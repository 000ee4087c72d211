//! Bearer token decoding.
//!
//! Access tokens are JWTs issued by the member service. The client never
//! verifies the signature; it only reads the payload to learn who is logged
//! in. The server remains the authority on whether a token is valid.

use base64::Engine;
use chrono::{DateTime, Utc};
use serde::{Deserialize, Serialize};

#[derive(Debug, thiserror::Error)]
pub enum TokenError {
    #[error("no token held")]
    Missing,
    #[error("malformed token: expected 3 dot-separated segments, got {0}")]
    Segments(usize),
    #[error("malformed token payload encoding: {0}")]
    Base64(#[from] base64::DecodeError),
    #[error("malformed token claims: {0}")]
    Claims(#[from] serde_json::Error),
}

/// Claims carried in a member access token.
#[derive(Debug, Clone, PartialEq, Eq, Serialize, Deserialize)]
#[serde(rename_all = "camelCase")]
pub struct Claims {
    pub member_id: String,
    pub member_name: String,
    #[serde(default, skip_serializing_if = "Option::is_none")]
    pub sub: Option<String>,
    #[serde(default, skip_serializing_if = "Option::is_none")]
    pub iat: Option<i64>,
    /// Expiry, seconds since the Unix epoch.
    #[serde(default, skip_serializing_if = "Option::is_none")]
    pub exp: Option<i64>,
}

impl Claims {
    pub fn expires_at(&self) -> Option<DateTime<Utc>> {
        self.exp.and_then(|exp| DateTime::from_timestamp(exp, 0))
    }

    /// Tokens without an `exp` claim never expire on the client side.
    pub fn is_expired_at(&self, now: DateTime<Utc>) -> bool {
        self.expires_at().is_some_and(|at| at <= now)
    }
}

/// Decode the payload segment of a JWT into [`Claims`].
pub fn decode(token: &str) -> Result<Claims, TokenError> {
    let segments: Vec<&str> = token.split('.').collect();
    if segments.len() != 3 {
        return Err(TokenError::Segments(segments.len()));
    }
    // Some issuers pad their segments even though RFC 7515 forbids it.
    let payload = segments[1].trim_end_matches('=');
    let bytes = base64::engine::general_purpose::URL_SAFE_NO_PAD.decode(payload)?;
    Ok(serde_json::from_slice(&bytes)?)
}

#[cfg(test)]
pub(crate) fn encode_unsigned(claims: &serde_json::Value) -> String {
    let b64 = base64::engine::general_purpose::URL_SAFE_NO_PAD;
    let header = b64.encode(br#"{"alg":"HS256","typ":"JWT"}"#);
    let payload = b64.encode(claims.to_string());
    format!("{header}.{payload}.c2lnbmF0dXJl")
}

#[cfg(test)]
mod tests {
    use super::*;
    use serde_json::json;

    #[test]
    fn test_decode_member_claims() {
        let token = encode_unsigned(&json!({
            "memberId": "hong123",
            "memberName": "홍길동",
            "sub": "hong123",
            "exp": 4102444800i64,
        }));
        let claims = decode(&token).unwrap();
        assert_eq!(claims.member_id, "hong123");
        assert_eq!(claims.member_name, "홍길동");
        assert_eq!(claims.exp, Some(4102444800));
        assert!(claims.iat.is_none());
    }

    #[test]
    fn test_decode_rejects_wrong_segment_count() {
        assert!(matches!(decode("abc.def"), Err(TokenError::Segments(2))));
        assert!(matches!(decode(""), Err(TokenError::Segments(1))));
    }

    #[test]
    fn test_decode_rejects_bad_base64() {
        assert!(matches!(decode("a.!!!.c"), Err(TokenError::Base64(_))));
    }

    #[test]
    fn test_decode_rejects_missing_member_claims() {
        let token = encode_unsigned(&json!({ "sub": "someone" }));
        assert!(matches!(decode(&token), Err(TokenError::Claims(_))));
    }

    #[test]
    fn test_expiry() {
        let token = encode_unsigned(&json!({
            "memberId": "a",
            "memberName": "b",
            "exp": 1_000,
        }));
        let claims = decode(&token).unwrap();
        assert!(claims.is_expired_at(Utc::now()));

        let no_exp = Claims { exp: None, ..claims };
        assert!(!no_exp.is_expired_at(Utc::now()));
    }
}
//! HTTP client for the blueprint backend.
//!
//! One [`ApiClient`] is shared (behind `Arc`) by every store so that the
//! bearer token installed at login applies to all later requests.

use parking_lot::RwLock;
use reqwest::{Method, RequestBuilder};
use serde::de::DeserializeOwned;
use serde::{Deserialize, Serialize};

use crate::error::{Error, Result};

/// Default backend address (the dev server the web client proxied to).
pub const DEFAULT_BASE_URL: &str = "http://localhost:8080";

/// Standard response wrapper: `{success, message, response: {data}}`.
///
/// Not every endpoint sets every field; the policy endpoints omit `success`.
#[derive(Debug, Deserialize)]
pub struct Envelope<T> {
    #[serde(default)]
    pub success: bool,
    pub message: Option<String>,
    pub response: Option<Data<T>>,
}

#[derive(Debug, Deserialize)]
pub struct Data<T> {
    pub data: T,
}

impl<T> Envelope<T> {
    /// Take `response.data`, failing if the server left it out.
    pub fn into_data(self, what: &str) -> Result<T> {
        self.response
            .map(|r| r.data)
            .ok_or_else(|| Error::UnexpectedResponse(format!("{what}: missing response.data")))
    }
}

pub struct ApiClient {
    base_url: String,
    http: reqwest::Client,
    bearer: RwLock<Option<String>>,
}

impl ApiClient {
    pub fn new(base_url: impl Into<String>) -> Self {
        Self::with_client(base_url, reqwest::Client::new())
    }

    pub fn with_client(base_url: impl Into<String>, http: reqwest::Client) -> Self {
        let base_url = base_url.into().trim_end_matches('/').to_string();
        Self {
            base_url,
            http,
            bearer: RwLock::new(None),
        }
    }

    pub fn base_url(&self) -> &str {
        &self.base_url
    }

    /// Attach `Authorization: Bearer <token>` to every subsequent request.
    pub fn set_bearer(&self, token: &str) {
        *self.bearer.write() = Some(token.to_string());
    }

    pub fn clear_bearer(&self) {
        *self.bearer.write() = None;
    }

    pub fn has_bearer(&self) -> bool {
        self.bearer.read().is_some()
    }

    fn url(&self, path: &str) -> String {
        format!("{}/{}", self.base_url, path.trim_start_matches('/'))
    }

    fn request(&self, method: Method, path: &str) -> RequestBuilder {
        let builder = self.http.request(method, self.url(path));
        match self.bearer.read().as_deref() {
            Some(token) => builder.bearer_auth(token),
            None => builder,
        }
    }

    pub async fn get_json<T: DeserializeOwned>(&self, path: &str) -> Result<T> {
        self.send("GET", path, self.request(Method::GET, path)).await
    }

    pub async fn get_json_query<T, Q>(&self, path: &str, query: &Q) -> Result<T>
    where
        T: DeserializeOwned,
        Q: Serialize + ?Sized,
    {
        let builder = self.request(Method::GET, path).query(query);
        self.send("GET", path, builder).await
    }

    pub async fn post_json<T, B>(&self, path: &str, body: &B) -> Result<T>
    where
        T: DeserializeOwned,
        B: Serialize + ?Sized,
    {
        let builder = self.request(Method::POST, path).json(body);
        self.send("POST", path, builder).await
    }

    async fn send<T: DeserializeOwned>(
        &self,
        method: &'static str,
        path: &str,
        builder: RequestBuilder,
    ) -> Result<T> {
        tracing::debug!("{method} {path}");
        let resp = builder.send().await?;
        let status = resp.status();
        if !status.is_success() {
            let body = resp.text().await.unwrap_or_default();
            return Err(Error::Status {
                method,
                path: path.to_string(),
                status: status.as_u16(),
                body,
            });
        }
        Ok(resp.json::<T>().await?)
    }
}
--*--
WHAT YOU HAVE TO DO:
Emit an exact copy of the lines spanning the start of the records to the line containing "#[derive(Debug, Clone, PartialEq, Eq, Serialize, Deserialize)]", inclusive, and no other output.

TASK OUTPUT:
repository 000ee4087c72d211
//! Bearer token decoding.
//!
//! Access tokens are JWTs issued by the member service. The client never
//! verifies the signature; it only reads the payload to learn who is logged
//! in. The server remains the authority on whether a token is valid.

use base64::Engine;
use chrono::{DateTime, Utc};
use serde::{Deserialize, Serialize};

#[derive(Debug, thiserror::Error)]
pub enum TokenError {
    #[error("no token held")]
    Missing,
    #[error("malformed token: expected 3 dot-separated segments, got {0}")]
    Segments(usize),
    #[error("malformed token payload encoding: {0}")]
    Base64(#[from] base64::DecodeError),
    #[error("malformed token claims: {0}")]
    Claims(#[from] serde_json::Error),
}

/// Claims carried in a member access token.
#[derive(Debug, Clone, PartialEq, Eq, Serialize, Deserialize)]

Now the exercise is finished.